----- PROVIDED RECORDS

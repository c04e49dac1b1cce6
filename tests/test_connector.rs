//! Connector lifecycle tests. None of them needs a running broker: sessions
//! are started against an unreachable plaintext address with connection
//! verification switched off, which librdkafka accepts and retries in the
//! background.
use flow_connector::{
    conf::{KafkaConfig, SecurityProtocol},
    kafka::{Connector, ConnectorError, InitialOffset},
};

use std::time::Duration;

const UNREACHABLE: &str = "127.0.0.1:1";

fn offline_config() -> KafkaConfig {
    KafkaConfig {
        security_protocol: SecurityProtocol::Plaintext,
        verify_connection: false,
        metadata_timeout_secs: 1,
        flush_timeout_secs: 1,
        ..Default::default()
    }
}

#[tokio::test]
async fn test_close_without_sessions() {
    let mut connector = Connector::new();
    connector.close_consumer().await;
    connector.close_producer().await;
    connector.close().await;
    connector.close().await;
    assert!(!connector.consumer_running());
    assert!(!connector.producer_running());
}

#[tokio::test]
async fn test_sasl_without_credentials_fails() {
    let mut connector = Connector::new();
    let result = connector
        .start_consumer(UNREACHABLE, &["flows"], "flow-tests", InitialOffset::Latest)
        .await;
    assert!(matches!(result, Err(ConnectorError::MissingCredentials)));
    assert!(!connector.consumer_running());

    let result = connector.start_producer(UNREACHABLE, "flows-out").await;
    assert!(matches!(result, Err(ConnectorError::MissingCredentials)));
    assert!(!connector.producer_running());
}

#[tokio::test]
async fn test_empty_brokers_and_topics_fail() {
    let mut connector = Connector::from_config(offline_config());
    let result = connector
        .start_consumer(" , ", &["flows"], "flow-tests", InitialOffset::Latest)
        .await;
    assert!(matches!(result, Err(ConnectorError::NoBrokers)));

    let result = connector
        .start_consumer(UNREACHABLE, &[], "flow-tests", InitialOffset::Latest)
        .await;
    assert!(matches!(result, Err(ConnectorError::NoTopics)));
    assert!(!connector.consumer_running());
}

#[tokio::test]
async fn test_unreachable_cluster_fails_verification() {
    let mut connector = Connector::from_config(KafkaConfig {
        verify_connection: true,
        ..offline_config()
    });
    connector.set_auth_anon();
    let result = connector
        .start_consumer(UNREACHABLE, &["flows"], "flow-tests", InitialOffset::Earliest)
        .await;
    assert!(matches!(result, Err(ConnectorError::Kafka(_))));
    assert!(!connector.consumer_running());
    assert!(!connector.consumer_logger_running());
    assert!(connector.consumer_channel().is_none());
}

#[tokio::test]
async fn test_manual_mode_before_start_spawns_no_logger() {
    let mut connector = Connector::from_config(offline_config());
    connector.enable_manual_error_handling().await;

    connector
        .start_consumer(UNREACHABLE, &["flows"], "flow-tests", InitialOffset::Latest)
        .await
        .unwrap();
    connector.start_producer(UNREACHABLE, "flows-out").await.unwrap();

    assert!(connector.consumer_running());
    assert!(!connector.consumer_logger_running());
    assert!(!connector.producer_logger_running());
    assert!(connector.consumer_errors().is_some());
    assert!(connector.consumer_notifications().is_some());
    assert!(connector.producer_errors().is_some());

    connector.close().await;
    assert!(!connector.consumer_running());
    assert!(!connector.producer_running());
}

#[tokio::test]
async fn test_manual_mode_after_start_takes_over_events() {
    let mut connector = Connector::from_config(offline_config());
    connector
        .start_consumer(UNREACHABLE, &["flows"], "flow-tests", InitialOffset::Latest)
        .await
        .unwrap();
    assert!(connector.consumer_logger_running());
    assert!(connector.consumer_errors().is_none());

    connector.enable_manual_error_handling().await;
    assert!(!connector.consumer_logger_running());
    assert!(connector.consumer_errors().is_some());

    connector.close().await;
}

#[tokio::test]
async fn test_consumer_channel_closes_with_session() {
    let mut connector = Connector::from_config(offline_config());
    connector
        .start_consumer(UNREACHABLE, &["flows"], "flow-tests", InitialOffset::Latest)
        .await
        .unwrap();
    let mut flows = connector.take_consumer_channel().unwrap();
    assert!(connector.take_consumer_channel().is_none());

    connector.close_consumer().await;
    assert_eq!(flows.recv().await, None);
}

#[tokio::test]
async fn test_restart_replaces_sessions() {
    let mut connector = Connector::from_config(offline_config());
    connector.start_producer(UNREACHABLE, "flows-out").await.unwrap();
    let first = connector.producer_channel().unwrap();

    connector.start_producer(UNREACHABLE, "flows-out").await.unwrap();
    let second = connector.producer_channel().unwrap();

    assert!(first.is_closed());
    assert!(!second.is_closed());

    connector.close_producer().await;
    assert!(second.is_closed());
    assert!(!connector.producer_running());
}

#[tokio::test]
async fn test_unreachable_cluster_fails_producer_verification() {
    let mut connector = Connector::from_config(KafkaConfig {
        verify_connection: true,
        ..offline_config()
    });
    let result = connector.start_producer(UNREACHABLE, "flows-out").await;
    assert!(matches!(result, Err(ConnectorError::Kafka(_))));
    assert!(!connector.producer_running());
    assert!(!connector.producer_logger_running());
    assert!(connector.producer_channel().is_none());
}

#[tokio::test]
async fn test_dropped_connector_closes_sessions() {
    let mut connector = Connector::from_config(offline_config());
    connector
        .start_consumer(UNREACHABLE, &["flows"], "flow-tests", InitialOffset::Latest)
        .await
        .unwrap();
    connector.start_producer(UNREACHABLE, "flows-out").await.unwrap();
    let mut flows = connector.take_consumer_channel().unwrap();
    let output = connector.producer_channel().unwrap();

    drop(connector);

    tokio::time::timeout(Duration::from_secs(10), async {
        assert_eq!(flows.recv().await, None);
        output.closed().await;
    })
    .await
    .unwrap();
}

----------

> _TRY IT_
In full and without deviation, reproduce the entries above.

> _EXERCISE OUTPUT_
repository c04e49dac1b1cce6
filename tests/test_connector.rs
//! Connector lifecycle tests. None of them needs a running broker: sessions
//! are started against an unreachable plaintext address with connection
//! verification switched off, which librdkafka accepts and retries in the
//! background.
use flow_connector::{
    conf::{KafkaConfig, SecurityProtocol},
    kafka::{Connector, ConnectorError, InitialOffset},
};

use std::time::Duration;

const UNREACHABLE: &str = "127.0.0.1:1";

fn offline_config() -> KafkaConfig {
    KafkaConfig {
        security_protocol: SecurityProtocol::Plaintext,
        verify_connection: false,
        metadata_timeout_secs: 1,
        flush_timeout_secs: 1,
        ..Default::default()
    }
}

#[tokio::test]
async fn test_close_without_sessions() {
    let mut connector = Connector::new();
    connector.close_consumer().await;
    connector.close_producer().await;
    connector.close().await;
    connector.close().await;
    assert!(!connector.consumer_running());
    assert!(!connector.producer_running());
}

#[tokio::test]
async fn test_sasl_without_credentials_fails() {
    let mut connector = Connector::new();
    let result = connector
        .start_consumer(UNREACHABLE, &["flows"], "flow-tests", InitialOffset::Latest)
        .await;
    assert!(matches!(result, Err(ConnectorError::MissingCredentials)));
    assert!(!connector.consumer_running());

    let result = connector.start_producer(UNREACHABLE, "flows-out").await;
    assert!(matches!(result, Err(ConnectorError::MissingCredentials)));
    assert!(!connector.producer_running());
}

#[tokio::test]
async fn test_empty_brokers_and_topics_fail() {
    let mut connector = Connector::from_config(offline_config());
    let result = connector
        .start_consumer(" , ", &["flows"], "flow-tests", InitialOffset::Latest)
        .await;
    assert!(matches!(result, Err(ConnectorError::NoBrokers)));

    let result = connector
        .start_consumer(UNREACHABLE, &[], "flow-tests", InitialOffset::Latest)
        .await;
    assert!(matches!(result, Err(ConnectorError::NoTopics)));
    assert!(!connector.consumer_running());
}

#[tokio::test]
async fn test_unreachable_cluster_fails_verification() {
    let mut connector = Connector::from_config(KafkaConfig {
        verify_connection: true,
        ..offline_config()
    });
    connector.set_auth_anon();
    let result = connector
        .start_consumer(UNREACHABLE, &["flows"], "flow-tests", InitialOffset::Earliest)
        .await;
    assert!(matches!(result, Err(ConnectorError::Kafka(_))));
    assert!(!connector.consumer_running());
    assert!(!connector.consumer_logger_running());
    assert!(connector.consumer_channel().is_none());
}

#[tokio::test]
async fn test_manual_mode_before_start_spawns_no_logger() {
    let mut connector = Connector::from_config(offline_config());
    connector.enable_manual_error_handling().await;

    connector
        .start_consumer(UNREACHABLE, &["flows"], "flow-tests", InitialOffset::Latest)
        .await
        .unwrap();
    connector.start_producer(UNREACHABLE, "flows-out").await.unwrap();

    assert!(connector.consumer_running());
    assert!(!connector.consumer_logger_running());
    assert!(!connector.producer_logger_running());
    assert!(connector.consumer_errors().is_some());
    assert!(connector.consumer_notifications().is_some());
    assert!(connector.producer_errors().is_some());

    connector.close().await;
    assert!(!connector.consumer_running());
    assert!(!connector.producer_running());
}

#[tokio::test]
async fn test_manual_mode_after_start_takes_over_events() {
    let mut connector = Connector::from_config(offline_config());
    connector
        .start_consumer(UNREACHABLE, &["flows"], "flow-tests", InitialOffset::Latest)
        .await
        .unwrap();
    assert!(connector.consumer_logger_running());
    assert!(connector.consumer_errors().is_none());

    connector.enable_manual_error_handling().await;
    assert!(!connector.consumer_logger_running());
    assert!(connector.consumer_errors().is_some());

    connector.close().await;
}

#[tokio::test]
async fn test_consumer_channel_closes_with_session() {
    let mut connector = Connector::from_config(offline_config());
    connector
        .start_consumer(UNREACHABLE, &["flows"], "flow-tests", InitialOffset::Latest)
        .await
        .unwrap();
    let mut flows = connector.take_consumer_channel().unwrap();
    assert!(connector.take_consumer_channel().is_none());

    connector.close_consumer().await;
    assert_eq!(flows.recv().await, None);
}

#[tokio::test]
async fn test_restart_replaces_sessions() {
    let mut connector = Connector::from_config(offline_config());
    connector.start_producer(UNREACHABLE, "flows-out").await.unwrap();
    let first = connector.producer_channel().unwrap();

    connector.start_producer(UNREACHABLE, "flows-out").await.unwrap();
    let second = connector.producer_channel().unwrap();

    assert!(first.is_closed());
    assert!(!second.is_closed());

    connector.close_producer().await;
    assert!(second.is_closed());
    assert!(!connector.producer_running());
}

#[tokio::test]
async fn test_unreachable_cluster_fails_producer_verification() {
    let mut connector = Connector::from_config(KafkaConfig {
        verify_connection: true,
        ..offline_config()
    });
    let result = connector.start_producer(UNREACHABLE, "flows-out").await;
    assert!(matches!(result, Err(ConnectorError::Kafka(_))));
    assert!(!connector.producer_running());
    assert!(!connector.producer_logger_running());
    assert!(connector.producer_channel().is_none());
}

#[tokio::test]
async fn test_dropped_connector_closes_sessions() {
    let mut connector = Connector::from_config(offline_config());
    connector
        .start_consumer(UNREACHABLE, &["flows"], "flow-tests", InitialOffset::Latest)
        .await
        .unwrap();
    connector.start_producer(UNREACHABLE, "flows-out").await.unwrap();
    let mut flows = connector.take_consumer_channel().unwrap();
    let output = connector.producer_channel().unwrap();

    drop(connector);

    tokio::time::timeout(Duration::from_secs(10), async {
        assert_eq!(flows.recv().await, None);
        output.closed().await;
    })
    .await
    .unwrap();
}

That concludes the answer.